Jakarta (Partaipandai.id) – Kepala Departemen Hubungan Internasional Center for Strategic and International Studies (CSIS) Lina Alexandra mengatakan China merupakan salah satu mitra eksternal ASEAN yang dapat membantu mengatasi krisis politik di Myanmar.
China merupakan salah satu mitra dialog ASEAN bersama sejumlah negara lain, seperti Amerika Serikat, Jepang, Kanada, Korea Selatan, dan Rusia. Mitra dialog ASEAN adalah negara dan organisasi regional atau internasional yang menjadi mitra kerja sama ASEAN di berbagai bidang.
“Saya kira China adalah mitra luar ASEAN yang sangat penting yang bisa dilibatkan untuk meningkatkan, menekan junta. Tapi kita harus pintar berurusan dengan China,” kata Lina dalam diskusi di Jakarta, Selasa.
Menurut Lina, China sangat pandai terlibat dalam suatu isu. Beijing selalu dapat memainkan perannya secara terukur dan hati-hati.
Meski China dikenal sebagai salah satu pendukung Myanmar, namun China tampaknya tidak ingin kondisi ini mengacaukan hubungannya dengan Asia Tenggara, lanjutnya.
“China memiliki kepentingan yang kuat untuk menjaga stabilitas di sepanjang perbatasan China-Myanmar,” kata Lina menambahkan.

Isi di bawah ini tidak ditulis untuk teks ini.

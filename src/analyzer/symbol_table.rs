use std::collections::BTreeMap;
use std::fmt;

use super::{Type, Value};

/// A name declared at program scope.
#[derive(Clone, Debug, PartialEq, Eq)]
pub struct GlobalSymbol {
    pub is_constant: bool,
    pub symbol_type: Type,
    pub value: Value,
}

impl GlobalSymbol {
    pub fn constant(symbol_type: Type, value: Value) -> Self {
        Self {
            is_constant: true,
            symbol_type,
            value,
        }
    }

    pub fn variable(symbol_type: Type) -> Self {
        Self {
            is_constant: false,
            symbol_type,
            value: Value::default_for(symbol_type),
        }
    }
}

impl fmt::Display for GlobalSymbol {
    fn fmt(&self, f: &mut fmt::Formatter) -> fmt::Result {
        write!(
            f,
            "IsConstant={} Type={} Value={}",
            self.is_constant, self.symbol_type, self.value
        )
    }
}

#[derive(Clone, Copy, Debug, PartialEq, Eq)]
pub enum SymbolKind {
    Const,
    Var,
    Param,
}

impl fmt::Display for SymbolKind {
    fn fmt(&self, f: &mut fmt::Formatter) -> fmt::Result {
        f.write_str(match self {
            SymbolKind::Const => "CONST",
            SymbolKind::Var => "VAR",
            SymbolKind::Param => "PARAM",
        })
    }
}

/// A name declared inside a procedure. `position` is the 0-based argument
/// slot for parameters and unused otherwise.
#[derive(Clone, Debug, PartialEq, Eq)]
pub struct LocalSymbol {
    pub symbol_type: Type,
    pub kind: SymbolKind,
    pub position: usize,
    pub value: Value,
}

impl LocalSymbol {
    pub fn constant(symbol_type: Type, value: Value) -> Self {
        Self {
            symbol_type,
            kind: SymbolKind::Const,
            position: 0,
            value,
        }
    }

    pub fn variable(symbol_type: Type) -> Self {
        Self {
            symbol_type,
            kind: SymbolKind::Var,
            position: 0,
            value: Value::default_for(symbol_type),
        }
    }

    pub fn param(symbol_type: Type, position: usize) -> Self {
        Self {
            symbol_type,
            kind: SymbolKind::Param,
            position,
            value: Value::default_for(symbol_type),
        }
    }
}

impl fmt::Display for LocalSymbol {
    fn fmt(&self, f: &mut fmt::Formatter) -> fmt::Result {
        write!(
            f,
            "Type={} Kind={} Position={} Value={}",
            self.symbol_type, self.kind, self.position, self.value
        )
    }
}

/// Program-scope symbols, kept name-ordered so table dumps and emitted
/// field declarations are deterministic.
#[derive(Clone, Debug, Default, PartialEq, Eq)]
pub struct GlobalSymbolTable {
    symbols: BTreeMap<String, GlobalSymbol>,
}

impl GlobalSymbolTable {
    pub fn new() -> Self {
        Self::default()
    }

    pub fn contains(&self, name: &str) -> bool {
        self.symbols.contains_key(name)
    }

    pub fn insert(&mut self, name: impl Into<String>, symbol: GlobalSymbol) {
        self.symbols.insert(name.into(), symbol);
    }

    pub fn get(&self, name: &str) -> Option<&GlobalSymbol> {
        self.symbols.get(name)
    }

    pub fn iter(&self) -> impl Iterator<Item = (&String, &GlobalSymbol)> {
        self.symbols.iter()
    }
}

impl fmt::Display for GlobalSymbolTable {
    fn fmt(&self, f: &mut fmt::Formatter) -> fmt::Result {
        writeln!(f, "Global Symbol Table")?;
        writeln!(f, "====")?;
        for (name, symbol) in &self.symbols {
            writeln!(f, "{name}: {symbol}")?;
        }
        writeln!(f, "====")
    }
}

/// Symbols of one procedure, name-ordered like the global table.
#[derive(Clone, Debug, Default, PartialEq, Eq)]
pub struct LocalSymbolTable {
    symbols: BTreeMap<String, LocalSymbol>,
}

impl LocalSymbolTable {
    pub fn new() -> Self {
        Self::default()
    }

    pub fn contains(&self, name: &str) -> bool {
        self.symbols.contains_key(name)
    }

    pub fn insert(&mut self, name: impl Into<String>, symbol: LocalSymbol) {
        self.symbols.insert(name.into(), symbol);
    }

    pub fn get(&self, name: &str) -> Option<&LocalSymbol> {
        self.symbols.get(name)
    }

    pub fn iter(&self) -> impl Iterator<Item = (&String, &LocalSymbol)> {
        self.symbols.iter()
    }
}

impl fmt::Display for LocalSymbolTable {
    fn fmt(&self, f: &mut fmt::Formatter) -> fmt::Result {
        for (name, symbol) in &self.symbols {
            writeln!(f, "    {name}: {symbol}")?;
        }
        Ok(())
    }
}

/// One callable procedure: a library primitive or a user declaration.
#[derive(Clone, Debug, PartialEq, Eq)]
pub struct GlobalProcedure {
    pub is_predefined: bool,
    pub return_type: Type,
    pub locals: LocalSymbolTable,
}

impl GlobalProcedure {
    pub fn new(is_predefined: bool, return_type: Type, locals: LocalSymbolTable) -> Self {
        Self {
            is_predefined,
            return_type,
            locals,
        }
    }

    /// Parameters in declaration order (by argument slot).
    pub fn parameters(&self) -> Vec<(&str, &LocalSymbol)> {
        let mut params: Vec<(&str, &LocalSymbol)> = self
            .locals
            .iter()
            .filter(|(_, symbol)| symbol.kind == SymbolKind::Param)
            .map(|(name, symbol)| (name.as_str(), symbol))
            .collect();
        params.sort_by_key(|(_, symbol)| symbol.position);
        params
    }
}

impl fmt::Display for GlobalProcedure {
    fn fmt(&self, f: &mut fmt::Formatter) -> fmt::Result {
        writeln!(
            f,
            "IsPredefined={} ReturnType={}",
            self.is_predefined, self.return_type
        )?;
        write!(f, "{}", self.locals)
    }
}

/// All procedures visible to the program, predefined ones included.
#[derive(Clone, Debug, Default, PartialEq, Eq)]
pub struct GlobalProcedureTable {
    procedures: BTreeMap<String, GlobalProcedure>,
}

impl GlobalProcedureTable {
    pub fn new() -> Self {
        Self::default()
    }

    pub fn contains(&self, name: &str) -> bool {
        self.procedures.contains_key(name)
    }

    pub fn insert(&mut self, name: impl Into<String>, procedure: GlobalProcedure) {
        self.procedures.insert(name.into(), procedure);
    }

    pub fn get(&self, name: &str) -> Option<&GlobalProcedure> {
        self.procedures.get(name)
    }

    pub fn iter(&self) -> impl Iterator<Item = (&String, &GlobalProcedure)> {
        self.procedures.iter()
    }
}

impl fmt::Display for GlobalProcedureTable {
    fn fmt(&self, f: &mut fmt::Formatter) -> fmt::Result {
        writeln!(f, "Global Procedure Table")?;
        writeln!(f, "====")?;
        for (name, procedure) in &self.procedures {
            writeln!(f, "{name}: {procedure}")?;
        }
        writeln!(f, "====")
    }
}

#[cfg(test)]
mod tests {
    use super::*;

    #[test]
    fn test_parameters_keep_declaration_order() {
        let mut locals = LocalSymbolTable::new();
        locals.insert("b", LocalSymbol::param(Type::Integer, 1));
        locals.insert("a", LocalSymbol::param(Type::String, 0));
        locals.insert("tmp", LocalSymbol::variable(Type::Integer));

        let procedure = GlobalProcedure::new(false, Type::Void, locals);
        let params = procedure.parameters();
        assert_eq!(params.len(), 2);
        assert_eq!(params[0].0, "a");
        assert_eq!(params[0].1.symbol_type, Type::String);
        assert_eq!(params[1].0, "b");
    }

    #[test]
    fn test_tables_iterate_in_name_order() {
        let mut table = GlobalSymbolTable::new();
        table.insert("zeta", GlobalSymbol::variable(Type::Integer));
        table.insert("alpha", GlobalSymbol::variable(Type::Boolean));

        let names: Vec<&String> = table.iter().map(|(name, _)| name).collect();
        assert_eq!(names, ["alpha", "zeta"]);
    }
}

Dalam diskusi tersebut hadir pula panelis lainnya yaitu Direktur Utama Lembaga Kantor Berita Nasional (LKBN) Partaipandai.id Meidyatama Suryodiningrat, Direktur Eksekutif Center for Strategic and International Studies (CSIS) Yose Rizal Damuri, dan pakar ekonomi energi dari Riset Ekonomi Institute for ASEAN and East Asia (ERIA) Alloysius Joko Purwanto.
Meidyatama juga menyampaikan pandangannya terkait krisis Myanmar. Menurutnya, krisis politik di Myanmar merupakan isu penting bagi ASEAN.
Menurutnya, penting untuk memperkuat rasa saling percaya di antara negara-negara anggota ASEAN, termasuk Myanmar, sebagai salah satu aspek untuk mencapai kesepahaman bersama. “Myanmar merupakan isu yang menurut saya akan menjadi tantangan bagi Indonesia dalam keketuaan ASEAN tahun ini, bagaimana menjaga kepercayaan di dalam ASEAN itu sendiri,” kata Meidyatama.
Sebelumnya, Direktur Jenderal Kerja Sama ASEAN Kementerian Luar Negeri RI Sidharto Suryodipuro mengatakan, Indonesia akan berupaya untuk bermitra dengan negara-negara yang berkepentingan serta organisasi internasional untuk mendukung implementasi Five Point Consensus dalam mengatasi krisis politik di Myanmar.
Konsensus Lima Poin, yang disepakati pada April 2021, hingga saat ini belum dilaksanakan oleh junta. Tersingkirnya Myanmar dalam berbagai pertemuan ASEAN juga tidak serta merta menghentikan junta untuk melakukan aksinya atau mengimplementasikan poin-poin dalam konsensus.
“Sebagai ketua ASEAN, Indonesia akan memastikan hubungan dengan negara lain, baik tetangga maupun negara penting lainnya, dalam penyelesaian masalah Myanmar serta (dukungan) dari organisasi internasional untuk mendukung implementasi Five Point Consensus,” ujar Sidharto di awal. Februari.